◆ The task
Are you able to retype all the records below exactly?

(Record set)

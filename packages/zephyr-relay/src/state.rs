//! Server state management.
//!
//! Tracks open connections and room membership. All structures are
//! concurrent (DashMap) so connection handlers, the liveness supervisor, and
//! the sweep task operate on shared state without a global lock. The
//! registry owns only references to connections — a member's channel handle
//! is dropped on leave, never closed; socket lifetime belongs to its handler.

use std::collections::HashMap;
use std::sync::atomic::{AtomicBool, Ordering};
use std::sync::Arc;

use chrono::{DateTime, Duration, Utc};
use dashmap::DashMap;
use tokio::sync::{mpsc, Notify};

use zephyr_core::signaling::{PeerInfo, SignalMessage};

/// Maximum age of an empty room before the sweep removes it.
pub const DEFAULT_ROOM_MAX_AGE_HOURS: i64 = 24;

/// Server configuration.
#[derive(Debug, Clone)]
pub struct RelayConfig {
    pub port: u16,
    /// Liveness probe interval in seconds.
    pub probe_interval_secs: u64,
    /// Stale-room sweep interval in seconds.
    pub sweep_interval_secs: u64,
    /// Age after which an empty room is swept.
    pub room_max_age_hours: i64,
}

impl Default for RelayConfig {
    fn default() -> Self {
        Self {
            port: 8080,
            probe_interval_secs: 30,
            sweep_interval_secs: 3600,
            room_max_age_hours: DEFAULT_ROOM_MAX_AGE_HOURS,
        }
    }
}

/// A connected client's outbound channel.
pub type ClientSender = mpsc::UnboundedSender<SignalMessage>;

/// A member of a room. Holds a clone of the connection's sender — a lookup
/// handle, not ownership.
#[derive(Debug, Clone)]
pub struct Member {
    pub id: String,
    pub username: Option<String>,
    pub joined_at: DateTime<Utc>,
    pub sender: ClientSender,
}

impl Member {
    pub fn info(&self) -> PeerInfo {
        PeerInfo {
            id: self.id.clone(),
            username: self.username.clone(),
            joined_at: self.joined_at.timestamp_millis(),
        }
    }
}

/// A named room and its members. Insertion order is irrelevant.
#[derive(Debug)]
pub struct Room {
    pub id: String,
    pub created_at: DateTime<Utc>,
    pub members: HashMap<String, Member>,
}

impl Room {
    fn new(id: &str) -> Self {
        Self {
            id: id.to_string(),
            created_at: Utc::now(),
            members: HashMap::new(),
        }
    }
}

/// Per-socket bookkeeping for every open connection, in a room or not.
#[derive(Debug, Clone)]
pub struct ConnectionEntry {
    pub sender: ClientSender,
    /// Liveness flag: set by a `pong`, cleared when a probe goes out.
    pub alive: Arc<AtomicBool>,
    /// Signaled by the supervisor to evict the connection; the handler's
    /// normal close path then runs the same cleanup as an explicit leave.
    pub shutdown: Arc<Notify>,
}

/// Shared relay state.
#[derive(Clone)]
pub struct RelayState {
    /// Room id → room. Rooms are created on first join (or explicit
    /// creation) and removed when their last member leaves.
    pub rooms: Arc<DashMap<String, Room>>,

    /// Peer id → connection bookkeeping for every open socket.
    pub connections: Arc<DashMap<String, ConnectionEntry>>,

    pub config: RelayConfig,
}

impl RelayState {
    pub fn new(config: RelayConfig) -> Self {
        Self {
            rooms: Arc::new(DashMap::new()),
            connections: Arc::new(DashMap::new()),
            config,
        }
    }

    // ── Connection Management ─────────────────────────────────────────────

    /// Register an open socket. The entry starts alive.
    pub fn register_connection(&self, peer_id: &str, sender: ClientSender) -> ConnectionEntry {
        let entry = ConnectionEntry {
            sender,
            alive: Arc::new(AtomicBool::new(true)),
            shutdown: Arc::new(Notify::new()),
        };
        tracing::info!(peer_id = peer_id, "Connection registered");
        self.connections.insert(peer_id.to_string(), entry.clone());
        entry
    }

    /// Drop a closed socket's bookkeeping.
    pub fn unregister_connection(&self, peer_id: &str) {
        tracing::info!(peer_id = peer_id, "Connection unregistered");
        self.connections.remove(peer_id);
    }

    /// Mark a connection alive (a liveness `pong` arrived).
    pub fn mark_alive(&self, peer_id: &str) {
        if let Some(entry) = self.connections.get(peer_id) {
            entry.alive.store(true, Ordering::SeqCst);
        }
    }

    pub fn connection_count(&self) -> usize {
        self.connections.len()
    }

    // ── Room Registry ─────────────────────────────────────────────────────

    /// Create a room if absent. Idempotent — an existing room is untouched.
    /// Returns whether the room was newly created.
    pub fn create_room(&self, room_id: &str) -> bool {
        let mut created = false;
        self.rooms.entry(room_id.to_string()).or_insert_with(|| {
            created = true;
            tracing::info!(room_id = room_id, "Room created");
            Room::new(room_id)
        });
        created
    }

    /// Add a member to a room, creating the room if absent. Returns the
    /// members present before the join — the snapshot for the joiner's
    /// `peer-list`.
    pub fn join(&self, room_id: &str, member: Member) -> Vec<PeerInfo> {
        let mut room = self
            .rooms
            .entry(room_id.to_string())
            .or_insert_with(|| Room::new(room_id));

        let existing: Vec<PeerInfo> = room.members.values().map(Member::info).collect();

        tracing::info!(
            room_id = room_id,
            peer_id = member.id.as_str(),
            member_count = room.members.len() + 1,
            "Member joined room"
        );
        room.members.insert(member.id.clone(), member);

        existing
    }

    /// Remove a member from a room; delete the room when it becomes empty.
    /// Returns true if the member was present.
    pub fn leave(&self, room_id: &str, peer_id: &str) -> bool {
        let (removed, now_empty) = {
            let Some(mut room) = self.rooms.get_mut(room_id) else {
                return false;
            };
            let removed = room.members.remove(peer_id).is_some();
            (removed, room.members.is_empty())
        };

        if removed {
            tracing::info!(room_id = room_id, peer_id = peer_id, "Member left room");
        }

        if now_empty {
            self.rooms.remove(room_id);
            tracing::debug!(room_id = room_id, "Removed empty room");
        }

        removed
    }

    /// Deliver a message to every member of a room except `exclude`.
    /// Best-effort fan-out: unwritable channels are skipped, never errored.
    pub fn broadcast(&self, room_id: &str, message: &SignalMessage, exclude: Option<&str>) {
        let Some(room) = self.rooms.get(room_id) else {
            return;
        };

        for member in room.members.values() {
            if Some(member.id.as_str()) == exclude {
                continue;
            }
            if member.sender.is_closed() {
                continue;
            }
            let _ = member.sender.send(message.clone());
        }
    }

    /// Deliver a message to one member. Returns false when the room or
    /// target does not exist or its channel is not writable.
    pub fn send_to(&self, room_id: &str, target_id: &str, message: SignalMessage) -> bool {
        let Some(room) = self.rooms.get(room_id) else {
            return false;
        };
        let Some(member) = room.members.get(target_id) else {
            return false;
        };
        member.sender.send(message).is_ok()
    }

    /// Remove empty rooms older than `max_age`. Non-empty rooms are never
    /// swept regardless of age. Returns the number of rooms removed.
    pub fn sweep_stale(&self, max_age: Duration) -> usize {
        let cutoff = Utc::now() - max_age;
        let before = self.rooms.len();

        self.rooms
            .retain(|_, room| !(room.members.is_empty() && room.created_at < cutoff));

        let removed = before - self.rooms.len();
        if removed > 0 {
            tracing::info!(count = removed, "Swept stale empty rooms");
        }
        removed
    }

    pub fn room_count(&self) -> usize {
        self.rooms.len()
    }

    /// Total members across all rooms.
    pub fn member_count(&self) -> usize {
        self.rooms.iter().map(|r| r.members.len()).sum()
    }
}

(End Record set)

◆ Response box
filename packages/zephyr-relay/src/state.rs
//! Server state management.
//!
//! Tracks open connections and room membership. All structures are
//! concurrent (DashMap) so connection handlers, the liveness supervisor, and
//! the sweep task operate on shared state without a global lock. The
//! registry owns only references to connections — a member's channel handle
//! is dropped on leave, never closed; socket lifetime belongs to its handler.

use std::collections::HashMap;
use std::sync::atomic::{AtomicBool, Ordering};
use std::sync::Arc;

use chrono::{DateTime, Duration, Utc};
use dashmap::DashMap;
use tokio::sync::{mpsc, Notify};

use zephyr_core::signaling::{PeerInfo, SignalMessage};

/// Maximum age of an empty room before the sweep removes it.
pub const DEFAULT_ROOM_MAX_AGE_HOURS: i64 = 24;

/// Server configuration.
#[derive(Debug, Clone)]
pub struct RelayConfig {
    pub port: u16,
    /// Liveness probe interval in seconds.
    pub probe_interval_secs: u64,
    /// Stale-room sweep interval in seconds.
    pub sweep_interval_secs: u64,
    /// Age after which an empty room is swept.
    pub room_max_age_hours: i64,
}

impl Default for RelayConfig {
    fn default() -> Self {
        Self {
            port: 8080,
            probe_interval_secs: 30,
            sweep_interval_secs: 3600,
            room_max_age_hours: DEFAULT_ROOM_MAX_AGE_HOURS,
        }
    }
}

/// A connected client's outbound channel.
pub type ClientSender = mpsc::UnboundedSender<SignalMessage>;

/// A member of a room. Holds a clone of the connection's sender — a lookup
/// handle, not ownership.
#[derive(Debug, Clone)]
pub struct Member {
    pub id: String,
    pub username: Option<String>,
    pub joined_at: DateTime<Utc>,
    pub sender: ClientSender,
}

impl Member {
    pub fn info(&self) -> PeerInfo {
        PeerInfo {
            id: self.id.clone(),
            username: self.username.clone(),
            joined_at: self.joined_at.timestamp_millis(),
        }
    }
}

/// A named room and its members. Insertion order is irrelevant.
#[derive(Debug)]
pub struct Room {
    pub id: String,
    pub created_at: DateTime<Utc>,
    pub members: HashMap<String, Member>,
}

impl Room {
    fn new(id: &str) -> Self {
        Self {
            id: id.to_string(),
            created_at: Utc::now(),
            members: HashMap::new(),
        }
    }
}

/// Per-socket bookkeeping for every open connection, in a room or not.
#[derive(Debug, Clone)]
pub struct ConnectionEntry {
    pub sender: ClientSender,
    /// Liveness flag: set by a `pong`, cleared when a probe goes out.
    pub alive: Arc<AtomicBool>,
    /// Signaled by the supervisor to evict the connection; the handler's
    /// normal close path then runs the same cleanup as an explicit leave.
    pub shutdown: Arc<Notify>,
}

/// Shared relay state.
#[derive(Clone)]
pub struct RelayState {
    /// Room id → room. Rooms are created on first join (or explicit
    /// creation) and removed when their last member leaves.
    pub rooms: Arc<DashMap<String, Room>>,

    /// Peer id → connection bookkeeping for every open socket.
    pub connections: Arc<DashMap<String, ConnectionEntry>>,

    pub config: RelayConfig,
}

impl RelayState {
    pub fn new(config: RelayConfig) -> Self {
        Self {
            rooms: Arc::new(DashMap::new()),
            connections: Arc::new(DashMap::new()),
            config,
        }
    }

    // ── Connection Management ─────────────────────────────────────────────

    /// Register an open socket. The entry starts alive.
    pub fn register_connection(&self, peer_id: &str, sender: ClientSender) -> ConnectionEntry {
        let entry = ConnectionEntry {
            sender,
            alive: Arc::new(AtomicBool::new(true)),
            shutdown: Arc::new(Notify::new()),
        };
        tracing::info!(peer_id = peer_id, "Connection registered");
        self.connections.insert(peer_id.to_string(), entry.clone());
        entry
    }

    /// Drop a closed socket's bookkeeping.
    pub fn unregister_connection(&self, peer_id: &str) {
        tracing::info!(peer_id = peer_id, "Connection unregistered");
        self.connections.remove(peer_id);
    }

    /// Mark a connection alive (a liveness `pong` arrived).
    pub fn mark_alive(&self, peer_id: &str) {
        if let Some(entry) = self.connections.get(peer_id) {
            entry.alive.store(true, Ordering::SeqCst);
        }
    }

    pub fn connection_count(&self) -> usize {
        self.connections.len()
    }

    // ── Room Registry ─────────────────────────────────────────────────────

    /// Create a room if absent. Idempotent — an existing room is untouched.
    /// Returns whether the room was newly created.
    pub fn create_room(&self, room_id: &str) -> bool {
        let mut created = false;
        self.rooms.entry(room_id.to_string()).or_insert_with(|| {
            created = true;
            tracing::info!(room_id = room_id, "Room created");
            Room::new(room_id)
        });
        created
    }

    /// Add a member to a room, creating the room if absent. Returns the
    /// members present before the join — the snapshot for the joiner's
    /// `peer-list`.
    pub fn join(&self, room_id: &str, member: Member) -> Vec<PeerInfo> {
        let mut room = self
            .rooms
            .entry(room_id.to_string())
            .or_insert_with(|| Room::new(room_id));

        let existing: Vec<PeerInfo> = room.members.values().map(Member::info).collect();

        tracing::info!(
            room_id = room_id,
            peer_id = member.id.as_str(),
            member_count = room.members.len() + 1,
            "Member joined room"
        );
        room.members.insert(member.id.clone(), member);

        existing
    }

    /// Remove a member from a room; delete the room when it becomes empty.
    /// Returns true if the member was present.
    pub fn leave(&self, room_id: &str, peer_id: &str) -> bool {
        let (removed, now_empty) = {
            let Some(mut room) = self.rooms.get_mut(room_id) else {
                return false;
            };
            let removed = room.members.remove(peer_id).is_some();
            (removed, room.members.is_empty())
        };

        if removed {
            tracing::info!(room_id = room_id, peer_id = peer_id, "Member left room");
        }

        if now_empty {
            self.rooms.remove(room_id);
            tracing::debug!(room_id = room_id, "Removed empty room");
        }

        removed
    }

    /// Deliver a message to every member of a room except `exclude`.
    /// Best-effort fan-out: unwritable channels are skipped, never errored.
    pub fn broadcast(&self, room_id: &str, message: &SignalMessage, exclude: Option<&str>) {
        let Some(room) = self.rooms.get(room_id) else {
            return;
        };

        for member in room.members.values() {
            if Some(member.id.as_str()) == exclude {
                continue;
            }
            if member.sender.is_closed() {
                continue;
            }
            let _ = member.sender.send(message.clone());
        }
    }

    /// Deliver a message to one member. Returns false when the room or
    /// target does not exist or its channel is not writable.
    pub fn send_to(&self, room_id: &str, target_id: &str, message: SignalMessage) -> bool {
        let Some(room) = self.rooms.get(room_id) else {
            return false;
        };
        let Some(member) = room.members.get(target_id) else {
            return false;
        };
        member.sender.send(message).is_ok()
    }

    /// Remove empty rooms older than `max_age`. Non-empty rooms are never
    /// swept regardless of age. Returns the number of rooms removed.
    pub fn sweep_stale(&self, max_age: Duration) -> usize {
        let cutoff = Utc::now() - max_age;
        let before = self.rooms.len();

        self.rooms
            .retain(|_, room| !(room.members.is_empty() && room.created_at < cutoff));

        let removed = before - self.rooms.len();
        if removed > 0 {
            tracing::info!(count = removed, "Swept stale empty rooms");
        }
        removed
    }

    pub fn room_count(&self) -> usize {
        self.rooms.len()
    }

    /// Total members across all rooms.
    pub fn member_count(&self) -> usize {
        self.rooms.iter().map(|r| r.members.len()).sum()
    }
}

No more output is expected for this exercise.